Qual è adesso l’umore dei ragazzi?
"Mentre a giugno c’era la sensazione che tutto sarebbe rientrato nella normalità e in estate erano liberi, ora manca la sicurezza verso il futuro: sono depressi e preoccupati, questa mancanza di certezze li fa soffrire. Tanti sono penalizzati anche a scuola: non possono fare i laboratori, si pensi per esempio, per l’alberghiero cosa possa significare non cucinare. I ragazzi delle prime non si sono integrati con i compagni, a quelli delle quinte manca l’orientamento".
Un bilancio delle loro principali problematiche e dei comportamenti.
"Le parti positive, guardando al periodo della dad, è che hanno avuto modo di aiutarsi: chi era demotivato è stato aiutato dai compagni e anche gli insegnanti si sono dimostrati vicini e presenti. A tanti, il Covid ha fatto ritrovare la dimensione familiare, ma purtroppo per altri ha scatenato conflitti: hanno dovuto assumere un ruolo genitoriale nei confronti della madre e del padre, sentendo un senso di colpa per la mancanza del lavoro di questi e i problemi economici".
Per una generazione così vicina alla tecnologia, la dad non è stata un vantaggio, per certi versi?
"Molti ci hanno riferito di richieste da parte dell’insegnante anche alle 11 di sera e questo ha creato un continuum stressante. Si sono sentiti sovraccaricati. Un ragazzo ci ha detto che i prof gli hanno tolto il piacere del telefonino: da passatempo è diventato incubo, parole sue".
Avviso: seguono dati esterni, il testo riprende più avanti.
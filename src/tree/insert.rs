//! Insertion and red-red fixup.
//!
//! ## Algorithm
//!
//! 1. Empty tree: the new node becomes a black root.
//! 2. Otherwise descend (`key < node.key` goes left, anything else goes
//!    right, so duplicates land to the right), hang a red node in the empty
//!    slot, then repair.
//!
//! ## Fixup
//!
//! While `n`'s parent `p` is red, with grandparent `g` and uncle `u`:
//!
//! | Uncle | Shape               | Action                                       |
//! |-------|---------------------|----------------------------------------------|
//! | red   | any                 | `p`, `u` black, `g` red, continue from `g`   |
//! | black | inner (zig-zag)     | rotate at `p` towards `p`'s side, then outer |
//! | black | outer (zig-zig)     | `p` black, `g` red, rotate at `g`, stop      |
//!
//! The root is recolored black afterwards.

use log::{debug, trace};

use crate::tree::{RedBlackTree, TreeNode};
use crate::types::{Color, Dir, NodeHandle};

impl<V> RedBlackTree<V> {
    /// Insert a key with its value.
    ///
    /// Duplicate keys are accepted; each call adds exactly one node.
    ///
    /// # Returns
    ///
    /// A handle to the new node
    ///
    /// # Example
    ///
    /// ```
    /// use redblack::RedBlackTree;
    ///
    /// let mut tree = RedBlackTree::new();
    /// let handle = tree.insert(7, "seven");
    ///
    /// assert_eq!(tree.len(), 1);
    /// assert_eq!(tree.get(handle), Some((7, &"seven")));
    /// ```
    pub fn insert(&mut self, key: i64, value: V) -> NodeHandle {
        let generation = self.next_generation;
        self.next_generation += 1;
        let index = self.nodes.insert(TreeNode::new(key, value, generation));

        let Some(mut current) = self.root else {
            self.nodes[index].color = Color::Black;
            self.root = Some(index);
            debug!("insert key {} as root", key);
            return self.handle_for(index);
        };

        let (parent, dir) = loop {
            let node = &self.nodes[current];
            let dir = if key < node.key { Dir::Left } else { Dir::Right };
            match node.child(dir) {
                Some(next) => current = next,
                None => break (current, dir),
            }
        };
        self.nodes[parent].set_child(dir, Some(index));
        self.nodes[index].parent = Some(parent);
        debug!(
            "insert key {} as {:?} child of {}",
            key, dir, self.nodes[parent].key
        );

        self.fix_after_insert(index);
        self.handle_for(index)
    }

    fn fix_after_insert(&mut self, mut n: usize) {
        while let Some(p) = self.parent(n).filter(|&p| self.nodes[p].is_red()) {
            // A red parent is never the root, so the grandparent exists
            let g = self.parent(p).expect("red node must have a parent");
            let side = self.dir_of(p, g);
            let uncle = self.child(g, side.opposite());

            if self.is_red(uncle) {
                trace!("insert fixup: red uncle, recolor at {}", self.nodes[g].key);
                self.set_color(p, Color::Black);
                if let Some(u) = uncle {
                    self.set_color(u, Color::Black);
                }
                self.set_color(g, Color::Red);
                n = g;
                continue;
            }

            let mut p = p;
            if self.child(p, side.opposite()) == Some(n) {
                trace!("insert fixup: inner child, rotate at {}", self.nodes[p].key);
                self.rotate(p, side);
                n = p;
                p = self.parent(n).expect("rotated node has a parent");
            }

            trace!("insert fixup: outer child, rotate at {}", self.nodes[g].key);
            self.set_color(p, Color::Black);
            self.set_color(g, Color::Red);
            self.rotate(g, side.opposite());
            break;
        }

        if let Some(root) = self.root {
            self.set_color(root, Color::Black);
        }
    }
}

impl RedBlackTree<String> {
    /// Build a tree by inserting `keys` in order, each labeled with its
    /// decimal text.
    ///
    /// # Example
    ///
    /// ```
    /// use redblack::RedBlackTree;
    ///
    /// let tree = RedBlackTree::from_keys(&[3, 1, 2]);
    /// assert_eq!(tree.len(), 3);
    /// assert_eq!(tree.keys().collect::<Vec<_>>(), vec![1, 2, 3]);
    /// ```
    pub fn from_keys(keys: &[i64]) -> Self {
        let mut tree = Self::with_capacity(keys.len());
        for &key in keys {
            tree.insert_key(key);
        }
        debug!("constructed tree {} from {} keys", tree.id, keys.len());
        tree
    }

    /// Insert a key labeled with its decimal text
    pub fn insert_key(&mut self, key: i64) -> NodeHandle {
        self.insert(key, key.to_string())
    }

    /// Insert with an optional label, defaulting to the key's decimal text
    pub fn insert_labeled(&mut self, key: i64, label: Option<String>) -> NodeHandle {
        let label = label.unwrap_or_else(|| key.to_string());
        self.insert(key, label)
    }
}

impl<V> Extend<(i64, V)> for RedBlackTree<V> {
    fn extend<I: IntoIterator<Item = (i64, V)>>(&mut self, iter: I) {
        for (key, value) in iter {
            self.insert(key, value);
        }
    }
}

impl<V> FromIterator<(i64, V)> for RedBlackTree<V> {
    fn from_iter<I: IntoIterator<Item = (i64, V)>>(iter: I) -> Self {
        let mut tree = Self::new();
        tree.extend(iter);
        tree
    }
}

// ============================================================================
// Unit Tests
// ============================================================================
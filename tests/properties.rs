//! Property tests for the red-black tree.
//!
//! Each property drives a tree with an arbitrary operation script and
//! compares it against a sorted `Vec` model.

use proptest::prelude::*;

use redblack::{RedBlackTree, TreeStats};

/// Number of operations per generated script
const MAX_OPS: usize = 200;

#[derive(Debug, Clone)]
enum Step {
    Insert(i64),
    /// Delete the n-th live key (modulo the live count)
    DeleteNth(usize),
    /// Delete by key, whether present or not
    DeleteKey(i64),
}

fn step() -> impl Strategy<Value = Step> {
    prop_oneof![
        3 => (-64i64..64).prop_map(Step::Insert),
        2 => any::<usize>().prop_map(Step::DeleteNth),
        1 => (-64i64..64).prop_map(Step::DeleteKey),
    ]
}

/// Apply a script, checking invariants and size after every step.
fn apply(steps: &[Step]) -> Result<(RedBlackTree, Vec<i64>), TestCaseError> {
    let mut tree = RedBlackTree::from_keys(&[]);
    let mut model: Vec<i64> = Vec::new();

    for step in steps {
        match *step {
            Step::Insert(key) => {
                let before = tree.len();
                let handle = tree.insert_key(key);
                prop_assert_eq!(tree.len(), before + 1);
                prop_assert_eq!(tree.key_of(handle), Some(key));
                let at = model.partition_point(|&k| k <= key);
                model.insert(at, key);
            }
            Step::DeleteNth(n) => {
                if model.is_empty() {
                    continue;
                }
                let key = model.remove(n % model.len());
                let handle = tree.search(key).expect("model key present in tree");
                let before = tree.len();
                let (removed, label) = tree.delete(handle).expect("handle from search");
                prop_assert_eq!(removed, key);
                prop_assert_eq!(label, key.to_string());
                prop_assert_eq!(tree.len(), before - 1);
            }
            Step::DeleteKey(key) => {
                let removed = tree.remove_key(key);
                match model.iter().position(|&k| k == key) {
                    Some(at) => {
                        prop_assert_eq!(removed.map(|(k, _)| k), Some(key));
                        model.remove(at);
                    }
                    None => prop_assert!(removed.is_none()),
                }
            }
        }

        let stats = tree.validate();
        prop_assert!(stats.is_ok(), "invariant violated: {:?}", stats);
    }

    Ok((tree, model))
}

fn height_bound(stats: &TreeStats) -> usize {
    (2.0 * ((stats.len + 1) as f64).log2()).floor() as usize
}

proptest! {
    /// All four red-black invariants hold after every step.
    #[test]
    fn prop_invariants_preserved(steps in prop::collection::vec(step(), 0..MAX_OPS)) {
        let (tree, _) = apply(&steps)?;
        let stats = tree.validate().unwrap();
        prop_assert!(stats.height <= height_bound(&stats));
    }

    /// In-order traversal matches the sorted model.
    #[test]
    fn prop_order_fidelity(steps in prop::collection::vec(step(), 0..MAX_OPS)) {
        let (tree, model) = apply(&steps)?;
        prop_assert_eq!(tree.keys().collect::<Vec<_>>(), model);
    }

    /// Live keys are found; absent keys are not.
    #[test]
    fn prop_lookup_correctness(steps in prop::collection::vec(step(), 0..MAX_OPS)) {
        let (tree, model) = apply(&steps)?;
        for key in -64i64..64 {
            let found = tree.search(key);
            prop_assert_eq!(found.is_some(), model.contains(&key));
            if let Some(handle) = found {
                prop_assert_eq!(tree.key_of(handle), Some(key));
            }
        }
    }

    /// Deleting every inserted key, in any order, empties the tree.
    #[test]
    fn prop_round_trip(
        keys in prop::collection::vec(-1_000i64..1_000, 0..150),
        order in any::<u64>(),
    ) {
        let mut tree = RedBlackTree::from_keys(&keys);
        prop_assert_eq!(tree.len(), keys.len());

        // Deterministic permutation driven by `order`
        let mut pending = keys.clone();
        let mut state = order;
        while !pending.is_empty() {
            state = state.wrapping_mul(6364136223846793005).wrapping_add(1442695040888963407);
            let key = pending.swap_remove((state >> 33) as usize % pending.len());
            prop_assert!(tree.remove_key(key).is_some());
        }

        prop_assert!(tree.is_empty());
        prop_assert!(tree.root().is_none());
    }

    /// The export has one slot per node plus one NIL per absent child.
    #[test]
    fn prop_export_shape(keys in prop::collection::vec(any::<i64>(), 0..100)) {
        let tree = RedBlackTree::from_keys(&keys);
        let slots: Vec<_> = tree.export().collect();
        let nodes = slots.iter().filter(|slot| !slot.is_nil()).count();

        prop_assert_eq!(nodes, keys.len());
        if keys.is_empty() {
            prop_assert!(slots.is_empty());
        } else {
            prop_assert_eq!(slots.len() - nodes, keys.len() + 1);
        }
        // Breadth-first: depth never decreases
        prop_assert!(slots.windows(2).all(|w| w[0].depth() <= w[1].depth()));
    }
}
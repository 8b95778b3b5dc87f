//! Red-black tree over a slab arena.
//!
//! ## Architecture
//!
//! - **Slab**: Owns every node; links between nodes are slab keys
//! - **Root**: The only entry point into the structure
//! - **Tree id / generation counter**: Make handles tree-scoped and
//!   detect handles whose node has been removed
//!
//! Insertion lives in `insert.rs`, deletion in `delete.rs`, the
//! breadth-first export in `export.rs` and the invariant checker in
//! `validate.rs`. This file holds the struct, link surgery and rotations.
//!
//! ## Invariants
//!
//! Between public calls:
//! 1. In-order keys are non-decreasing (equal keys are routed right on descent)
//! 2. The root is black
//! 3. No red node has a red child
//! 4. Every root-to-NIL path crosses the same number of black nodes
//! 5. `node.parent == p` iff `p.left == node` or `p.right == node`
//!
//! ## Example
//!
//! ```
//! use redblack::RedBlackTree;
//! use redblack::types::Color;
//!
//! let tree = RedBlackTree::from_keys(&[10, 20, 30]);
//!
//! let root = tree.root().unwrap();
//! assert_eq!(tree.key_of(root), Some(20));
//! assert_eq!(tree.color_of(root), Some(Color::Black));
//! assert_eq!(tree.keys().collect::<Vec<_>>(), vec![10, 20, 30]);
//! ```

use std::sync::atomic::{AtomicU64, Ordering};

use log::trace;
use slab::Slab;

use crate::tree::TreeNode;
use crate::types::{Color, Dir, NodeHandle};

/// Source of process-unique tree ids
static NEXT_TREE_ID: AtomicU64 = AtomicU64::new(1);

fn next_tree_id() -> u64 {
    NEXT_TREE_ID.fetch_add(1, Ordering::Relaxed)
}

/// Ordered balanced tree keyed by `i64`.
///
/// Each instance is fully independent: rotations and fixups only ever
/// touch the instance they are called on.
#[derive(Debug)]
pub struct RedBlackTree<V = String> {
    /// Node storage
    /// Key: slab index, Value: TreeNode
    pub(crate) nodes: Slab<TreeNode<V>>,

    /// Slab key of the root, None when empty
    pub(crate) root: Option<usize>,

    /// Id stamped into every handle this tree issues
    pub(crate) id: u64,

    /// Next generation stamp for inserted nodes
    pub(crate) next_generation: u64,
}

impl<V> Default for RedBlackTree<V> {
    fn default() -> Self {
        Self::new()
    }
}

impl<V: Clone> Clone for RedBlackTree<V> {
    /// The clone gets its own id, so handles from the source tree are
    /// rejected by the copy.
    fn clone(&self) -> Self {
        Self {
            nodes: self.nodes.clone(),
            root: self.root,
            id: next_tree_id(),
            next_generation: self.next_generation,
        }
    }
}

impl<V> RedBlackTree<V> {
    /// Create a new empty tree
    pub fn new() -> Self {
        Self {
            nodes: Slab::new(),
            root: None,
            id: next_tree_id(),
            next_generation: 1,
        }
    }

    /// Create a tree with pre-allocated node capacity
    ///
    /// # Example
    ///
    /// ```
    /// use redblack::RedBlackTree;
    ///
    /// let tree: RedBlackTree = RedBlackTree::with_capacity(1_000);
    /// assert!(tree.capacity() >= 1_000);
    /// assert!(tree.is_empty());
    /// ```
    pub fn with_capacity(capacity: usize) -> Self {
        Self {
            nodes: Slab::with_capacity(capacity),
            root: None,
            id: next_tree_id(),
            next_generation: 1,
        }
    }

    // ========================================================================
    // Capacity and Size
    // ========================================================================

    /// Process-unique id of this tree instance
    #[inline]
    pub fn id(&self) -> u64 {
        self.id
    }

    #[inline]
    pub fn capacity(&self) -> usize {
        self.nodes.capacity()
    }

    /// Number of nodes, duplicates included
    #[inline]
    pub fn len(&self) -> usize {
        self.nodes.len()
    }

    #[inline]
    pub fn is_empty(&self) -> bool {
        self.root.is_none()
    }

    /// Number of nodes on the longest root-to-leaf path (0 when empty)
    pub fn height(&self) -> usize {
        let mut height = 0;
        let mut stack: Vec<(usize, usize)> = self.root.map(|r| (r, 1)).into_iter().collect();
        while let Some((index, depth)) = stack.pop() {
            height = height.max(depth);
            let node = &self.nodes[index];
            for child in [node.left, node.right].into_iter().flatten() {
                stack.push((child, depth + 1));
            }
        }
        height
    }

    /// Black nodes on the leftmost root-to-NIL path, NIL excluded.
    ///
    /// Equal on every path while the tree is valid.
    pub fn black_height(&self) -> usize {
        let mut count = 0;
        let mut current = self.root;
        while let Some(index) = current {
            let node = &self.nodes[index];
            if node.color.is_black() {
                count += 1;
            }
            current = node.left;
        }
        count
    }

    /// Remove every node; outstanding handles become invalid
    pub fn clear(&mut self) {
        self.nodes.clear();
        self.root = None;
    }

    // ========================================================================
    // Handles
    // ========================================================================

    /// Handle to the root node
    pub fn root(&self) -> Option<NodeHandle> {
        self.root.map(|index| self.handle_for(index))
    }

    /// Check whether a handle refers to a live node of this tree
    #[inline]
    pub fn is_valid(&self, handle: NodeHandle) -> bool {
        self.resolve(handle).is_some()
    }

    /// Key and value behind a handle
    pub fn get(&self, handle: NodeHandle) -> Option<(i64, &V)> {
        let node = &self.nodes[self.resolve(handle)?];
        Some((node.key, &node.value))
    }

    #[inline]
    pub fn key_of(&self, handle: NodeHandle) -> Option<i64> {
        self.get(handle).map(|(key, _)| key)
    }

    #[inline]
    pub fn value_of(&self, handle: NodeHandle) -> Option<&V> {
        self.get(handle).map(|(_, value)| value)
    }

    /// Mutable access to the satellite value; the key is not exposed
    /// mutably since changing it could break ordering.
    pub fn value_mut(&mut self, handle: NodeHandle) -> Option<&mut V> {
        let index = self.resolve(handle)?;
        Some(&mut self.nodes[index].value)
    }

    pub fn color_of(&self, handle: NodeHandle) -> Option<Color> {
        self.resolve(handle).map(|index| self.nodes[index].color)
    }

    /// Child of a node in the given direction
    pub fn child_of(&self, handle: NodeHandle, dir: Dir) -> Option<NodeHandle> {
        let index = self.resolve(handle)?;
        self.nodes[index].child(dir).map(|child| self.handle_for(child))
    }

    pub fn parent_of(&self, handle: NodeHandle) -> Option<NodeHandle> {
        let index = self.resolve(handle)?;
        self.nodes[index].parent.map(|parent| self.handle_for(parent))
    }

    pub(crate) fn handle_for(&self, index: usize) -> NodeHandle {
        NodeHandle::new(self.id, index, self.nodes[index].generation)
    }

    /// Map a handle to a slab key, rejecting foreign and stale handles
    pub(crate) fn resolve(&self, handle: NodeHandle) -> Option<usize> {
        if handle.tree != self.id {
            return None;
        }
        match self.nodes.get(handle.index) {
            Some(node) if node.generation == handle.generation => Some(handle.index),
            _ => None,
        }
    }

    // ========================================================================
    // Search
    // ========================================================================

    /// Find a node with the given key.
    ///
    /// Returns the first match on the descent path; with duplicate keys
    /// other nodes carrying the same key may exist below it.
    ///
    /// # Example
    ///
    /// ```
    /// use redblack::RedBlackTree;
    ///
    /// let tree = RedBlackTree::from_keys(&[5, 3, 8]);
    ///
    /// let handle = tree.search(3).unwrap();
    /// assert_eq!(tree.value_of(handle).map(String::as_str), Some("3"));
    /// assert!(tree.search(4).is_none());
    /// ```
    pub fn search(&self, key: i64) -> Option<NodeHandle> {
        self.find(key).map(|index| self.handle_for(index))
    }

    #[inline]
    pub fn contains_key(&self, key: i64) -> bool {
        self.find(key).is_some()
    }

    pub(crate) fn find(&self, key: i64) -> Option<usize> {
        let mut current = self.root;
        while let Some(index) = current {
            let node = &self.nodes[index];
            if key == node.key {
                return Some(index);
            }
            current = if key < node.key { node.left } else { node.right };
        }
        None
    }

    // ========================================================================
    // In-order Traversal
    // ========================================================================

    /// Lazy in-order iterator over `(key, &value)`
    pub fn iter(&self) -> Iter<'_, V> {
        let mut iter = Iter {
            tree: self,
            stack: Vec::new(),
        };
        iter.push_left_spine(self.root);
        iter
    }

    /// Keys in non-decreasing order
    pub fn keys(&self) -> impl Iterator<Item = i64> + '_ {
        self.iter().map(|(key, _)| key)
    }

    // ========================================================================
    // Link Surgery
    // ========================================================================

    /// Color of a possibly absent node; NIL counts as black
    #[inline]
    pub(crate) fn color(&self, index: Option<usize>) -> Color {
        index.map_or(Color::Black, |i| self.nodes[i].color)
    }

    #[inline]
    pub(crate) fn is_red(&self, index: Option<usize>) -> bool {
        self.color(index).is_red()
    }

    #[inline]
    pub(crate) fn set_color(&mut self, index: usize, color: Color) {
        self.nodes[index].color = color;
    }

    #[inline]
    pub(crate) fn parent(&self, index: usize) -> Option<usize> {
        self.nodes[index].parent
    }

    #[inline]
    pub(crate) fn child(&self, index: usize, dir: Dir) -> Option<usize> {
        self.nodes[index].child(dir)
    }

    /// Side of `parent` that `child` hangs on
    #[inline]
    pub(crate) fn dir_of(&self, child: usize, parent: usize) -> Dir {
        if self.nodes[parent].left == Some(child) {
            Dir::Left
        } else {
            Dir::Right
        }
    }

    /// Put `new` where `old` hangs below `parent` (or at the root).
    ///
    /// Also points `new.parent` at `parent`. `old`'s own links are untouched.
    pub(crate) fn replace_child(&mut self, parent: Option<usize>, old: usize, new: Option<usize>) {
        match parent {
            None => self.root = new,
            Some(p) => {
                let dir = self.dir_of(old, p);
                self.nodes[p].set_child(dir, new);
            }
        }
        if let Some(n) = new {
            self.nodes[n].parent = parent;
        }
    }

    // ========================================================================
    // Rotation Primitives
    // ========================================================================

    /// Rotate `x` down towards `dir`: `Dir::Left` is a left rotation,
    /// `Dir::Right` a right rotation.
    ///
    /// The child on the opposite side (`y`) takes `x`'s place, `x` becomes
    /// `y`'s `dir` child, and `y`'s former `dir` subtree moves under `x`.
    ///
    /// ```text
    ///       x                      y
    ///      / \    rotate(x, L)    / \
    ///     a   y   ----------->   x   c
    ///        / \                / \
    ///       b   c              a   b
    /// ```
    ///
    /// # Panics
    ///
    /// Panics if `x` has no child on the opposite side of `dir`; callers
    /// only rotate where the color checks guarantee that child exists.
    pub(crate) fn rotate(&mut self, x: usize, dir: Dir) {
        let y = self
            .child(x, dir.opposite())
            .expect("rotation requires a child on the promoted side");
        trace!("rotate {:?} at key {}", dir, self.nodes[x].key);

        let moved = self.child(y, dir);
        self.nodes[x].set_child(dir.opposite(), moved);
        if let Some(m) = moved {
            self.nodes[m].parent = Some(x);
        }

        let parent = self.parent(x);
        self.replace_child(parent, x, Some(y));

        self.nodes[y].set_child(dir, Some(x));
        self.nodes[x].parent = Some(y);
    }
}

// ============================================================================
// Iterator
// ============================================================================

/// In-order iterator returned by [`RedBlackTree::iter`].
pub struct Iter<'a, V> {
    tree: &'a RedBlackTree<V>,
    stack: Vec<usize>,
}

impl<V> Iter<'_, V> {
    fn push_left_spine(&mut self, mut current: Option<usize>) {
        while let Some(index) = current {
            self.stack.push(index);
            current = self.tree.nodes[index].left;
        }
    }
}

impl<'a, V> Iterator for Iter<'a, V> {
    type Item = (i64, &'a V);

    fn next(&mut self) -> Option<Self::Item> {
        let index = self.stack.pop()?;
        let tree = self.tree;
        let node = &tree.nodes[index];
        self.push_left_spine(node.right);
        Some((node.key, &node.value))
    }
}

impl<'a, V> IntoIterator for &'a RedBlackTree<V> {
    type Item = (i64, &'a V);
    type IntoIter = Iter<'a, V>;

    fn into_iter(self) -> Self::IntoIter {
        self.iter()
    }
}

// ============================================================================
// Unit Tests
// ============================================================================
Ora, il tanto atteso ritorno a scuola. Ma non c’è il rischio di una maggior esposizione al contagio?
"Sicuramente è stato un fattore positivo per le relazioni. Ho trovato ragazzi responsabili: se prima si abbracciavano e si davano il bacino, ora stanno attenti, evitano. C’è attenzione: ad esempio, chi fuma si allontana, cercano di uscire in gruppi ristretti o evitano i bus troppo pieni".
Davvero tutti ligi?
"Ci sono anche alcuni che non sono propriamente negazionisti, ma non si rivelano così solerti. Notiamo che condiziona molto, in questo senso, la famiglia. Uno studente ci ha detto chiaramente di non farcela più. Dall’altra parte, però, c’è chi è infastidito da questi comportamenti e vorrebbe che in classe venissero a testimoniare i medici che combattono il Covid o le persone che hanno rischiato la vita".
Ci sono stati comportamenti anomali?
"C’è stato qualche caso di autolesionismo in generale che non traspariva dalle chat, ma in questo la vicinanza ritrovata aiuta. Fra le ragazze, disturbi alimentari ed ossessione per la forma, fra i maschi, dipendenza da videogiochi e apatia. Tanti hanno paura di rientrare in società: la casa è vista come posto sicuro. E c’è chi teme anche che si aprano le finestre in classe, perché l’aria porterebbe il virus. Detto ciò, abbiamo trovato giovani capaci di mettersi in gioco, di riflettere su se stessi".